What to do:
Write out each line of the entries below that holds the word "tests".

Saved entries

#####

//! libSQL backend for [`TodoStore`]. Supports local file and in-memory databases.

use std::path::Path;
use std::sync::Arc;

use async_trait::async_trait;
use chrono::{DateTime, SecondsFormat, Utc};
use libsql::{Connection, Database as LibSqlDatabase, params};
use tracing::{debug, info};
use uuid::Uuid;

use crate::error::DatabaseError;
use crate::store::migrations;
use crate::store::traits::TodoStore;
use crate::todos::model::Todo;

const TODO_COLUMNS: &str = "id, title, description, completed, created_at";

/// libSQL todo store.
///
/// Holds a single connection reused for all operations.
pub struct LibSqlTodoStore {
    #[allow(dead_code)]
    db: Arc<LibSqlDatabase>,
    conn: Connection,
}

impl LibSqlTodoStore {
    /// Open (or create) a local database file and run migrations.
    pub async fn new_local(path: &Path) -> Result<Self, DatabaseError> {
        if let Some(parent) = path.parent().filter(|p| !p.as_os_str().is_empty()) {
            std::fs::create_dir_all(parent).map_err(|e| {
                DatabaseError::Pool(format!("Failed to create database directory: {e}"))
            })?;
        }

        let db = libsql::Builder::new_local(path)
            .build()
            .await
            .map_err(|e| DatabaseError::Pool(format!("Failed to open libSQL database: {e}")))?;
        let store = Self::from_database(db).await?;
        info!(path = %path.display(), "Database opened");
        Ok(store)
    }

    /// Create an in-memory database (for tests).
    pub async fn new_memory() -> Result<Self, DatabaseError> {
        let db = libsql::Builder::new_local(":memory:")
            .build()
            .await
            .map_err(|e| {
                DatabaseError::Pool(format!("Failed to create in-memory database: {e}"))
            })?;
        Self::from_database(db).await
    }

    async fn from_database(db: LibSqlDatabase) -> Result<Self, DatabaseError> {
        let conn = db
            .connect()
            .map_err(|e| DatabaseError::Pool(format!("Failed to create connection: {e}")))?;
        migrations::run_migrations(&conn).await?;
        Ok(Self {
            db: Arc::new(db),
            conn,
        })
    }
}

/// Parse an RFC 3339 or SQLite datetime string.
fn parse_datetime(s: &str) -> DateTime<Utc> {
    if let Ok(dt) = DateTime::parse_from_rfc3339(s) {
        return dt.with_timezone(&Utc);
    }
    if let Ok(ndt) = chrono::NaiveDateTime::parse_from_str(s, "%Y-%m-%d %H:%M:%S%.f") {
        return ndt.and_utc();
    }
    DateTime::<Utc>::MIN_UTC
}

fn row_to_todo(row: &libsql::Row) -> Result<Todo, DatabaseError> {
    let id_str: String = row
        .get(0)
        .map_err(|e| DatabaseError::Query(format!("todo.id: {e}")))?;
    let id = Uuid::parse_str(&id_str)
        .map_err(|e| DatabaseError::Query(format!("todo.id parse: {e}")))?;
    let title: String = row
        .get(1)
        .map_err(|e| DatabaseError::Query(format!("todo.title: {e}")))?;
    let description: String = row.get(2).unwrap_or_default();
    let completed: i64 = row.get(3).unwrap_or(0);
    let created_at: String = row
        .get(4)
        .map_err(|e| DatabaseError::Query(format!("todo.created_at: {e}")))?;

    Ok(Todo {
        id,
        title,
        description,
        completed: completed != 0,
        created_at: parse_datetime(&created_at),
    })
}

#[async_trait]
impl TodoStore for LibSqlTodoStore {
    async fn create_todo(&self, todo: &Todo) -> Result<(), DatabaseError> {
        self.conn
            .execute(
                "INSERT INTO todos (id, title, description, completed, created_at)
                 VALUES (?1, ?2, ?3, ?4, ?5)",
                params![
                    todo.id.to_string(),
                    todo.title.as_str(),
                    todo.description.as_str(),
                    todo.completed as i64,
                    todo.created_at.to_rfc3339_opts(SecondsFormat::Micros, true)
                ],
            )
            .await
            .map_err(|e| DatabaseError::Query(format!("create_todo: {e}")))?;
        debug!(id = %todo.id, "Todo inserted");
        Ok(())
    }

    async fn get_todo(&self, id: Uuid) -> Result<Option<Todo>, DatabaseError> {
        let mut rows = self
            .conn
            .query(
                &format!("SELECT {TODO_COLUMNS} FROM todos WHERE id = ?1"),
                params![id.to_string()],
            )
            .await
            .map_err(|e| DatabaseError::Query(format!("get_todo: {e}")))?;

        match rows.next().await {
            Ok(Some(row)) => Ok(Some(row_to_todo(&row)?)),
            Ok(None) => Ok(None),
            Err(e) => Err(DatabaseError::Query(format!("get_todo row: {e}"))),
        }
    }

    async fn list_todos(&self) -> Result<Vec<Todo>, DatabaseError> {
        let mut rows = self
            .conn
            .query(
                &format!("SELECT {TODO_COLUMNS} FROM todos ORDER BY created_at DESC"),
                (),
            )
            .await
            .map_err(|e| DatabaseError::Query(format!("list_todos: {e}")))?;

        let mut todos = Vec::new();
        while let Some(row) = rows
            .next()
            .await
            .map_err(|e| DatabaseError::Query(format!("list_todos row: {e}")))?
        {
            todos.push(row_to_todo(&row)?);
        }
        Ok(todos)
    }

    async fn update_todo(&self, todo: &Todo) -> Result<(), DatabaseError> {
        let changed = self
            .conn
            .execute(
                "UPDATE todos SET title = ?2, description = ?3, completed = ?4 WHERE id = ?1",
                params![
                    todo.id.to_string(),
                    todo.title.as_str(),
                    todo.description.as_str(),
                    todo.completed as i64
                ],
            )
            .await
            .map_err(|e| DatabaseError::Query(format!("update_todo: {e}")))?;

        if changed == 0 {
            return Err(DatabaseError::NotFound {
                entity: "todo".into(),
                id: todo.id.to_string(),
            });
        }
        Ok(())
    }

    async fn delete_todo(&self, id: Uuid) -> Result<bool, DatabaseError> {
        let changed = self
            .conn
            .execute("DELETE FROM todos WHERE id = ?1", params![id.to_string()])
            .await
            .map_err(|e| DatabaseError::Query(format!("delete_todo: {e}")))?;
        Ok(changed > 0)
    }
}

#[cfg(test)]
mod tests {
    use chrono::Duration;

    use super::*;

    #[tokio::test]
    async fn crud_round_trip() {
        let store = LibSqlTodoStore::new_memory().await.unwrap();
        let todo = Todo::new("Buy milk").with_description("2 litres");
        store.create_todo(&todo).await.unwrap();

        let loaded = store.get_todo(todo.id).await.unwrap().unwrap();
        assert_eq!(loaded.title, "Buy milk");
        assert_eq!(loaded.description, "2 litres");
        assert!(!loaded.completed);

        let mut updated = loaded.clone();
        updated.completed = true;
        store.update_todo(&updated).await.unwrap();
        assert!(store.get_todo(todo.id).await.unwrap().unwrap().completed);

        assert!(store.delete_todo(todo.id).await.unwrap());
        assert!(store.get_todo(todo.id).await.unwrap().is_none());
        assert!(!store.delete_todo(todo.id).await.unwrap());
    }

    #[tokio::test]
    async fn list_is_newest_first() {
        let store = LibSqlTodoStore::new_memory().await.unwrap();
        let mut older = Todo::new("older");
        older.created_at = Utc::now() - Duration::hours(2);
        let newer = Todo::new("newer");
        store.create_todo(&older).await.unwrap();
        store.create_todo(&newer).await.unwrap();

        let titles: Vec<String> = store
            .list_todos()
            .await
            .unwrap()
            .into_iter()
            .map(|t| t.title)
            .collect();
        assert_eq!(titles, vec!["newer", "older"]);
    }

    #[tokio::test]
    async fn update_missing_todo_is_not_found() {
        let store = LibSqlTodoStore::new_memory().await.unwrap();
        let ghost = Todo::new("ghost");
        assert!(matches!(
            store.update_todo(&ghost).await,
            Err(DatabaseError::NotFound { .. })
        ));
    }

    #[tokio::test]
    async fn local_file_persists() {
        let dir = tempfile::tempdir().unwrap();
        let path = dir.path().join("nested").join("todos.db");
        let todo = Todo::new("persisted");
        {
            let store = LibSqlTodoStore::new_local(&path).await.unwrap();
            store.create_todo(&todo).await.unwrap();
        }
        let store = LibSqlTodoStore::new_local(&path).await.unwrap();
        assert_eq!(store.get_todo(todo.id).await.unwrap().unwrap().title, "persisted");
    }
}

#####

Your response:
    /// Create an in-memory database (for tests).
mod tests {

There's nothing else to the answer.